▶ **WHAT TO DO**: Pick every line from the data below that contains the string "prelude" and copy it.

▶ **RECORDS SUPPLIED**:
════════════════════

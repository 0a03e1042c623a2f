//! External counterparties (billers and peers).
//!
//! A recipient has no balance: a transaction that pays or is paid by a
//! recipient only moves its primary wallet.

use chrono::{DateTime, Utc};
use sea_orm::entity::{ActiveValue, prelude::*};
use serde::{Deserialize, Serialize};
use uuid::Uuid;

use crate::{EngineError, ResultEngine, util::parse_uuid};

#[derive(Clone, Copy, Debug, PartialEq, Eq, Serialize, Deserialize)]
#[serde(rename_all = "UPPERCASE")]
pub enum RecipientKind {
    Biller,
    Peer,
}

impl RecipientKind {
    pub fn as_str(self) -> &'static str {
        match self {
            Self::Biller => "BILLER",
            Self::Peer => "PEER",
        }
    }
}

impl TryFrom<&str> for RecipientKind {
    type Error = EngineError;

    fn try_from(value: &str) -> Result<Self, Self::Error> {
        match value {
            "BILLER" => Ok(Self::Biller),
            "PEER" => Ok(Self::Peer),
            other => Err(EngineError::Validation(format!(
                "invalid recipient kind: {other}"
            ))),
        }
    }
}

#[derive(Clone, Debug, PartialEq, Eq, Serialize, Deserialize)]
pub struct Recipient {
    pub id: Uuid,
    pub user_id: String,
    pub name: String,
    pub description: Option<String>,
    pub kind: RecipientKind,
    pub created_at: DateTime<Utc>,
}

impl Recipient {
    pub fn new(
        user_id: String,
        name: String,
        description: Option<String>,
        kind: RecipientKind,
    ) -> Self {
        Self {
            id: Uuid::new_v4(),
            user_id,
            name,
            description,
            kind,
            created_at: Utc::now(),
        }
    }
}

#[derive(Clone, Debug, PartialEq, DeriveEntityModel)]
#[sea_orm(table_name = "recipients")]
pub struct Model {
    #[sea_orm(primary_key, auto_increment = false)]
    pub id: String,
    pub user_id: String,
    pub name: String,
    pub description: Option<String>,
    pub kind: String,
    pub created_at: DateTimeUtc,
}

#[derive(Copy, Clone, Debug, EnumIter, DeriveRelation)]
pub enum Relation {}

impl ActiveModelBehavior for ActiveModel {}

impl From<&Recipient> for ActiveModel {
    fn from(value: &Recipient) -> Self {
        Self {
            id: ActiveValue::Set(value.id.to_string()),
            user_id: ActiveValue::Set(value.user_id.clone()),
            name: ActiveValue::Set(value.name.clone()),
            description: ActiveValue::Set(value.description.clone()),
            kind: ActiveValue::Set(value.kind.as_str().to_string()),
            created_at: ActiveValue::Set(value.created_at),
        }
    }
}

impl TryFrom<Model> for Recipient {
    type Error = EngineError;

    fn try_from(model: Model) -> ResultEngine<Self> {
        Ok(Self {
            id: parse_uuid(&model.id, "recipient")?,
            user_id: model.user_id,
            name: model.name,
            description: model.description,
            kind: RecipientKind::try_from(model.kind.as_str())?,
            created_at: model.created_at,
        })
    }
}
//! The module contains the definition of an authenticated user.

use sea_orm::entity::prelude::*;

#[derive(Clone, Debug, PartialEq, DeriveEntityModel, Eq)]
#[sea_orm(table_name = "users")]
pub struct Model {
    #[sea_orm(primary_key, auto_increment = false)]
    pub username: String,
    pub password: String,
}

#[derive(Copy, Clone, Debug, EnumIter, DeriveRelation)]
pub enum Relation {}

impl ActiveModelBehavior for ActiveModel {}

════════════════════

▶ **RESPONSE TO THE EXERCISE**:
use sea_orm::entity::{ActiveValue, prelude::*};
use sea_orm::entity::prelude::*;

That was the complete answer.